第7話

7話 危険な独占欲
この日から私は、
夏休み前のテストに向けて勉強しつつ
詞を書くことになった。

全科目で95点以上をとる。
烈歌くんたちに最高の歌詞を書きたい。

どちらも手を抜けないから、
朝まで机に向かっていることが多かった。

そんな状態が数日続いたある日、
部活でみんなの練習を見ながら
詞を書いていると──。
あなた

……っ

くらっとして、
私は額を押さえた。
あなた

(最近、徹夜続きだったから……。
寝不足が祟ったのかも)

目を閉じて眩暈をやりすごしていると、
冷たい声が頭上から降ってくる。
鳴瀬 弦
鳴瀬 弦
お前、しばらく部室に来るな
椅子に座っていた私は、
重い身体を無理やり動かして、
ノロノロと顔を上げた。
鳴瀬 弦
鳴瀬 弦
目障りだ
あなた

(え──……)

絶句していると、
私の前に烈歌くんが立つ。
轟 烈歌
轟 烈歌
おい、弦。
その言い方はねえだろ。
あなたの入部は、
お前も承諾したじゃねえか
鳴瀬 弦
鳴瀬 弦
……はあ。

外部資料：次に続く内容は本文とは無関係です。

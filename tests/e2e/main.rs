//! End-to-end tests driving the `baler` binary.

use assert_cmd::Command;
use assert_fs::{prelude::*, TempDir};
use predicates::prelude::*;
use std::path::PathBuf;

pub mod archive;
pub mod config;

pub const APP: &str = "myapp";
pub const VERSION: &str = "1.2.0";

/// Isolated workspace plus config directory for one test
pub struct TestContext {
    pub temp: TempDir,
}

impl Default for TestContext {
    fn default() -> Self {
        Self::new()
    }
}

impl TestContext {
    pub fn new() -> Self {
        let temp = TempDir::new().unwrap();
        temp.child("config").create_dir_all().unwrap();
        temp.child(APP).create_dir_all().unwrap();
        Self { temp }
    }

    /// Workspace root (`<temp>/myapp`)
    pub fn root(&self) -> PathBuf {
        self.temp.child(APP).to_path_buf()
    }

    /// `baler` running in the workspace with config isolated to the temp dir
    pub fn baler(&self) -> Command {
        #[allow(deprecated)]
        let mut cmd = Command::cargo_bin("baler").unwrap();
        cmd.current_dir(self.root());

        let config_dir = self.temp.child("config").to_path_buf();
        if cfg!(target_os = "windows") {
            cmd.env("APPDATA", &config_dir);
            cmd.env("USERPROFILE", self.temp.path());
        } else if cfg!(target_os = "linux") {
            cmd.env("XDG_CONFIG_HOME", &config_dir);
            cmd.env("HOME", self.temp.path());
        } else {
            cmd.env("HOME", self.temp.path());
        }

        cmd
    }

    pub fn write_manifest(&self) {
        self.temp
            .child(APP)
            .child("baler.yaml")
            .write_str(&format!("name: {}\nversion: {}\n", APP, VERSION))
            .unwrap();
    }

    /// Site config under `XDG_CONFIG_HOME` (Linux layout)
    pub fn write_config(&self, content: &str) {
        self.temp
            .child("config/baler/config.yaml")
            .write_str(content)
            .unwrap();
    }

    /// Entry point that carries the boot marker and exits 0 for every call
    #[cfg(unix)]
    pub fn write_boot_entry(&self) {
        use std::os::unix::fs::PermissionsExt;

        let entry = self.temp.child(APP).child("lbin").child(APP);
        entry
            .write_str("#!/bin/sh\n# This file was generated by Boot\nexit 0\n")
            .unwrap();
        std::fs::set_permissions(entry.path(), std::fs::Permissions::from_mode(0o755)).unwrap();
    }

    pub fn write_file(&self, relative: &str, content: &str) {
        self.temp
            .child(APP)
            .child(relative)
            .write_str(content)
            .unwrap();
    }
}

#[test]
fn test_help_lists_commands() {
    let ctx = TestContext::new();
    ctx.baler()
        .arg("--help")
        .assert()
        .success()
        .stdout(predicate::str::contains("archive"))
        .stdout(predicate::str::contains("config"));
}

#[test]
fn test_version() {
    let ctx = TestContext::new();
    ctx.baler()
        .arg("--version")
        .assert()
        .success()
        .stdout(predicate::str::contains("baler"));
}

お前は、
熱くなると周りが見えなくなる癖、
いい加減に直せ
轟 烈歌
轟 烈歌
は? 意味わかんねえ
眉を寄せる烈歌くんを見かねてか、
音波先輩が私に向かって顎をしゃくる。
奏 音波
奏 音波
この子が体調悪そうに
してるからでしょ
あなた

(あ、だから弦くんは
部室に来るなって言ったんだ。
それなのに私、傷ついたりして……
考えが足りなかった)

吹賀谷 響
吹賀谷 響
親から出された条件のせいか?
テストが終わるまで勉強に
集中してもいいんだぞ?
あなた

すみません、でも大丈夫です。
無理してでも、頑張りたいから

轟 烈歌
轟 烈歌
んだよ、弦は言葉が
足りなさすぎる
鳴瀬 弦
鳴瀬 弦
お前にだけは言われたくない
奏 音波
奏 音波
烈歌は思い立ったら
即行動派だから
真宙 弾
真宙 弾
と、とにかく!
あなた先輩は、今日は
帰って休んだ方がいいよな
轟 烈歌
轟 烈歌
俺が送る
あなた

ひとりで大丈夫だよ?

轟 烈歌
轟 烈歌
いいから
あなた

う、うん……

有無を言わさない烈歌くんに手を引かれて、
私は部室を出た。

***

──夕暮れの帰り道。

烈歌くんは、さっきから
ひと言も話さない。
あなた

烈歌くん、どうしたの?
さっきから、ずっと黙った
ままだけど……

轟 烈歌
轟 烈歌
弦はわかったのに、
俺はお前の体調が悪いことに
気づけなかっただろ?
あなた

う、うん

轟 烈歌
轟 烈歌
お前を見つけてスカウトしたのは
俺なのに、弦の方がお前のことちゃんと
見てるみたいで……ちょっとモヤってる
あなた

はは、なんだか
ヤキモチやいてるみたいに聞こえる

轟 烈歌
轟 烈歌
みたい、じゃなくてそうなんだよ。
お前のことは、俺がいちばん
わかってるって、そう思ってたからな
あなた

え……

あなた

(本当にヤキモチだったの!?)

驚いていると、
少しだけ目元を赤く染めた烈歌くんが
繋いでいた手を引っ張る。
あなた

きゃっ

体勢を崩した私は、
烈歌くんの胸にぶつかった。
轟 烈歌
轟 烈歌
これからは、もっとお前を見る。
俺がいちばんに、
お前のピンチに気づけるようにな
烈歌くんの前髪と吐息が首筋にかかる。
あなた

……っ、なんでそこまでして、
私のことを気にしてくれるの?

轟 烈歌
轟 烈歌
さあ、わかんねえ。
けど、俺は心に従ってるだけだ
そう言って、かぷっと
私の首筋に噛みついた烈歌くん。
あなた

ひゃっ、なにするの──

叫んだ途端、また眩暈に襲われて、
私は烈歌くんの腕の中でぐったりとした。
轟 烈歌
轟 烈歌
シたくなったから、シただけ
烈歌くんはべーっと舌を出した。